(Collected data)
+---+
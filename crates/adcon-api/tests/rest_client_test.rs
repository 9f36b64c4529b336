// Integration tests for `RestClient` using wiremock.
#![allow(clippy::unwrap_used)]

use std::time::Duration;

use secrecy::SecretString;
use serde_json::json;
use wiremock::matchers::{body_json, method, path, query_param};
use wiremock::{Mock, MockServer, ResponseTemplate};

use adcon_api::rest::RestClient;
use adcon_api::transport::TransportConfig;
use adcon_api::Error;

// ── Helpers ─────────────────────────────────────────────────────────

async fn setup() -> (MockServer, RestClient) {
    let server = MockServer::start().await;
    let base = server.uri().parse().expect("mock server URI");
    let client = RestClient::new(base, &TransportConfig::default()).expect("client");
    (server, client)
}

// ── Authentication ──────────────────────────────────────────────────

#[tokio::test]
async fn test_login_success() {
    let (server, client) = setup().await;

    Mock::given(method("POST"))
        .and(path("/api/login"))
        .and(body_json(json!({ "username": "jdoe", "password": "hunter2" })))
        .respond_with(ResponseTemplate::new(200).set_body_json(json!({ "ok": true })))
        .mount(&server)
        .await;

    client
        .login("jdoe", &SecretString::from("hunter2".to_owned()))
        .await
        .expect("login should succeed");
}

#[tokio::test]
async fn test_login_rejected() {
    let (server, client) = setup().await;

    Mock::given(method("POST"))
        .and(path("/api/login"))
        .respond_with(
            ResponseTemplate::new(401).set_body_json(json!({ "message": "Bad credentials" })),
        )
        .mount(&server)
        .await;

    let result = client
        .login("jdoe", &SecretString::from("wrong".to_owned()))
        .await;

    match result {
        Err(Error::Authentication { message }) => assert_eq!(message, "Bad credentials"),
        other => panic!("expected Authentication error, got: {other:?}"),
    }
}

// ── User lookups ────────────────────────────────────────────────────

#[tokio::test]
async fn test_search_users() {
    let (server, client) = setup().await;

    let body = json!([
        {
            "account_name": "jdoe",
            "display_name": "Jane Doe",
            "distinguished_name": "CN=Jane Doe,OU=Staff,DC=corp,DC=example",
            "enabled": true,
            "locked": false,
            "mail": "jdoe@corp.example"
        },
        {
            "account_name": "jdoe2",
            "distinguished_name": "CN=John Doe,OU=Staff,DC=corp,DC=example",
            "enabled": false
        }
    ]);

    Mock::given(method("GET"))
        .and(path("/api/users"))
        .and(query_param("q", "doe"))
        .respond_with(ResponseTemplate::new(200).set_body_json(&body))
        .mount(&server)
        .await;

    let users = client.search_users("doe").await.expect("search");

    assert_eq!(users.len(), 2);
    assert_eq!(users[0].account_name, "jdoe");
    assert_eq!(users[0].display_name.as_deref(), Some("Jane Doe"));
    assert!(users[0].enabled);
    assert!(!users[1].enabled);
    assert!(users[1].mail.is_none());
}

#[tokio::test]
async fn test_get_user_not_found() {
    let (server, client) = setup().await;

    Mock::given(method("GET"))
        .and(path("/api/users/ghost"))
        .respond_with(
            ResponseTemplate::new(404).set_body_json(json!({ "message": "User not found" })),
        )
        .mount(&server)
        .await;

    let result = client.get_user("ghost").await;

    match result {
        Err(Error::Api { status, ref message }) => {
            assert_eq!(status, 404);
            assert_eq!(message, "User not found");
        }
        other => panic!("expected Api 404 error, got: {other:?}"),
    }
    assert!(result.unwrap_err().is_not_found());
}

// ── LAPS ────────────────────────────────────────────────────────────

#[tokio::test]
async fn test_laps_password() {
    use secrecy::ExposeSecret;

    let (server, client) = setup().await;

    Mock::given(method("GET"))
        .and(path("/api/computers/PC-042/laps"))
        .respond_with(ResponseTemplate::new(200).set_body_json(json!({
            "password": "xK9$mmQ2",
            "expires_at": "2026-09-01T00:00:00Z"
        })))
        .mount(&server)
        .await;

    let laps = client.laps_password("PC-042").await.expect("laps");

    assert_eq!(laps.password.expose_secret(), "xK9$mmQ2");
    assert!(laps.expires_at.is_some());
}

#[tokio::test]
async fn test_session_expired_maps_to_error() {
    let (server, client) = setup().await;

    Mock::given(method("GET"))
        .respond_with(ResponseTemplate::new(401))
        .mount(&server)
        .await;

    let result = client.laps_password("PC-042").await;

    assert!(
        matches!(result, Err(Error::SessionExpired)),
        "expected SessionExpired, got: {result:?}"
    );
    assert!(result.unwrap_err().is_auth_expired());
}

#[tokio::test]
async fn test_server_error_with_plain_body() {
    let (server, client) = setup().await;

    Mock::given(method("GET"))
        .respond_with(ResponseTemplate::new(500).set_body_string("boom"))
        .mount(&server)
        .await;

    let result = client.get_user("jdoe").await;

    match result {
        Err(Error::Api { status, ref message }) => {
            assert_eq!(status, 500);
            assert_eq!(message, "boom");
        }
        other => panic!("expected Api 500 error, got: {other:?}"),
    }
}

#[tokio::test]
async fn test_slow_response_surfaces_as_timeout() {
    let server = MockServer::start().await;

    Mock::given(method("GET"))
        .respond_with(ResponseTemplate::new(200).set_delay(Duration::from_secs(10)))
        .mount(&server)
        .await;

    let config = TransportConfig {
        timeout: Duration::from_millis(200),
        ..TransportConfig::default()
    };
    let client = RestClient::new(server.uri().parse().unwrap(), &config).expect("client");

    let err = client.get_user("jdoe").await.expect_err("should time out");

    assert!(
        matches!(err, Error::Timeout { .. }),
        "expected Timeout, got: {err:?}"
    );
    assert!(err.is_transient());
}

#[tokio::test]
async fn test_deserialization_error_keeps_body() {
    let (server, client) = setup().await;

    Mock::given(method("GET"))
        .and(path("/api/users/jdoe"))
        .respond_with(ResponseTemplate::new(200).set_body_string("<html>not json</html>"))
        .mount(&server)
        .await;

    let result = client.get_user("jdoe").await;

    match result {
        Err(Error::Deserialization { ref body, .. }) => {
            assert!(body.contains("not json"));
        }
        other => panic!("expected Deserialization error, got: {other:?}"),
    }
}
+---+
- TASK GOAL: Please list every line of the records that contains "Jane".

- FINISHED TASK:
            "display_name": "Jane Doe",
            "distinguished_name": "CN=Jane Doe,OU=Staff,DC=corp,DC=example",
    assert_eq!(users[0].display_name.as_deref(), Some("Jane Doe"));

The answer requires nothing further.